Reproduce the records exactly, beginning with their first line and ending with the line that contains "(stage-storage, composite outlet", and output nothing more.

○ ○ ○ ○ ○

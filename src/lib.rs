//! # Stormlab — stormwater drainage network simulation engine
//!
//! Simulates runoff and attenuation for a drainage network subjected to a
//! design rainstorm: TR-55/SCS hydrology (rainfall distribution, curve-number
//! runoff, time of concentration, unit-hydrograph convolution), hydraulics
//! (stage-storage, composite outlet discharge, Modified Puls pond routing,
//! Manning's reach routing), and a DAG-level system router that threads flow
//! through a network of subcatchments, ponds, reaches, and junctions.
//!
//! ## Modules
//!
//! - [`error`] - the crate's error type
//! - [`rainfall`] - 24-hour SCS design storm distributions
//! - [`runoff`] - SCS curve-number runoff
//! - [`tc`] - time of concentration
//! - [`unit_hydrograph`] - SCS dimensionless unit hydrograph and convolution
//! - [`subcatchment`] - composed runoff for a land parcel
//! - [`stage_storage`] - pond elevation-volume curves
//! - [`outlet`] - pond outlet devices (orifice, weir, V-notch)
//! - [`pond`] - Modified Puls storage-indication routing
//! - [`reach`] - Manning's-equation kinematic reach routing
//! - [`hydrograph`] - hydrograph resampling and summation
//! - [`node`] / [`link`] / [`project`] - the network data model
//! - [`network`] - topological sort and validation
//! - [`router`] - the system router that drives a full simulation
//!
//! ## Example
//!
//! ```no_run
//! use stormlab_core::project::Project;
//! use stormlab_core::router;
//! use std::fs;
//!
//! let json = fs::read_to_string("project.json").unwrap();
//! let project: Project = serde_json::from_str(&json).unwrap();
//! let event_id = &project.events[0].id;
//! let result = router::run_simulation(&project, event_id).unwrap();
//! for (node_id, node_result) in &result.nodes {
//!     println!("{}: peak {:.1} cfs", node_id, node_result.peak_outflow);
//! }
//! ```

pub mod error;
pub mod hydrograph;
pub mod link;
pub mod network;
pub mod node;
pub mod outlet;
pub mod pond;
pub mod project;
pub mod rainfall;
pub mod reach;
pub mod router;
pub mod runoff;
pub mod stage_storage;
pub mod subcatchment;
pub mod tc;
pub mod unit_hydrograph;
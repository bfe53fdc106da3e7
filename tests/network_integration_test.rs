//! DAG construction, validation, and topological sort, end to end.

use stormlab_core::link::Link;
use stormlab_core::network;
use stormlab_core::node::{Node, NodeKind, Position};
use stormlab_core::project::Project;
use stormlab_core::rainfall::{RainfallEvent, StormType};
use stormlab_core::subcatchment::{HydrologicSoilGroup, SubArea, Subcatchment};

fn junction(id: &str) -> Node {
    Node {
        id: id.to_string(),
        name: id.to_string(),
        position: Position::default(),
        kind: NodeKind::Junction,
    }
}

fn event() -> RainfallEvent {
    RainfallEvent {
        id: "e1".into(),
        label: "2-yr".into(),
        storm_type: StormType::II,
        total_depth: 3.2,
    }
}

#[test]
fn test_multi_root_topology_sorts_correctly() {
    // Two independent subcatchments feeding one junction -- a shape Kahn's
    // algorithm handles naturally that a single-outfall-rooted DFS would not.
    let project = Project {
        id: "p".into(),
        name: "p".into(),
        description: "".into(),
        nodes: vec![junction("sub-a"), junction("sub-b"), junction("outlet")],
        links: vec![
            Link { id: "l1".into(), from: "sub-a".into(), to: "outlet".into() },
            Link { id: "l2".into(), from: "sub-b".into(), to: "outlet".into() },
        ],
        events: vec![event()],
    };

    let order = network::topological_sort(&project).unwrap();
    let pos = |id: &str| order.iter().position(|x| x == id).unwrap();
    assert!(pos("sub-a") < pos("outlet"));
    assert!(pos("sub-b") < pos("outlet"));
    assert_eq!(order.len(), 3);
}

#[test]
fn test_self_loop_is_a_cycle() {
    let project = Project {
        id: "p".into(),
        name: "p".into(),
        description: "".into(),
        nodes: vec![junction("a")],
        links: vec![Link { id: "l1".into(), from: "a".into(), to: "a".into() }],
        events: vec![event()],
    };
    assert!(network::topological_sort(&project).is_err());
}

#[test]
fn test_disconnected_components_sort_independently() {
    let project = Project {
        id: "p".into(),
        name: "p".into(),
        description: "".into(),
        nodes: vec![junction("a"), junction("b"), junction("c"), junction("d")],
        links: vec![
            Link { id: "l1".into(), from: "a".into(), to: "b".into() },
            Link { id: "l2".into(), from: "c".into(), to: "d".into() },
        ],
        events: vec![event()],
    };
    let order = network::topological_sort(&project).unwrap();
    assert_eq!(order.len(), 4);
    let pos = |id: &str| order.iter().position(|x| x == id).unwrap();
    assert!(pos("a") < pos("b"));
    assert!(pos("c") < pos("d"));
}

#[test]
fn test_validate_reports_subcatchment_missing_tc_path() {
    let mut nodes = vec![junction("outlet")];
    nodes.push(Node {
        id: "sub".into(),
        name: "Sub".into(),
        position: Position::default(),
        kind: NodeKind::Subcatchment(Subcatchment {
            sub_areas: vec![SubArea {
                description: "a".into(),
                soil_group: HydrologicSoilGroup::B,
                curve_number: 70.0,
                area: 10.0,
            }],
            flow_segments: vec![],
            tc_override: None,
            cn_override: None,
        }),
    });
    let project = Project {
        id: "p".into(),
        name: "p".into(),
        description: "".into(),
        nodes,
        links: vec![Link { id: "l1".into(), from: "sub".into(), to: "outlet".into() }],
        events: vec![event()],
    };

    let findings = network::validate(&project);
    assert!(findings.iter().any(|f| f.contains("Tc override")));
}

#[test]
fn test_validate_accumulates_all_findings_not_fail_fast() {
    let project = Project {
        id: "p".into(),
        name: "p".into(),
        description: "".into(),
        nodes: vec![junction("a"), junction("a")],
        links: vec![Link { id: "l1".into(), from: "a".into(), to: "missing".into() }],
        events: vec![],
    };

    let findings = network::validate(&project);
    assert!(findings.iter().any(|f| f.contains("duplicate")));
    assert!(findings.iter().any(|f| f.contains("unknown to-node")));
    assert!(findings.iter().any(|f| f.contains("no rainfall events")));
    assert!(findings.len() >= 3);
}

○ ○ ○ ○ ○

- TASK ANSWER -
filename src/lib.rs
//! # Stormlab — stormwater drainage network simulation engine
//!
//! Simulates runoff and attenuation for a drainage network subjected to a
//! design rainstorm: TR-55/SCS hydrology (rainfall distribution, curve-number
//! runoff, time of concentration, unit-hydrograph convolution), hydraulics
//! (stage-storage, composite outlet discharge, Modified Puls pond routing,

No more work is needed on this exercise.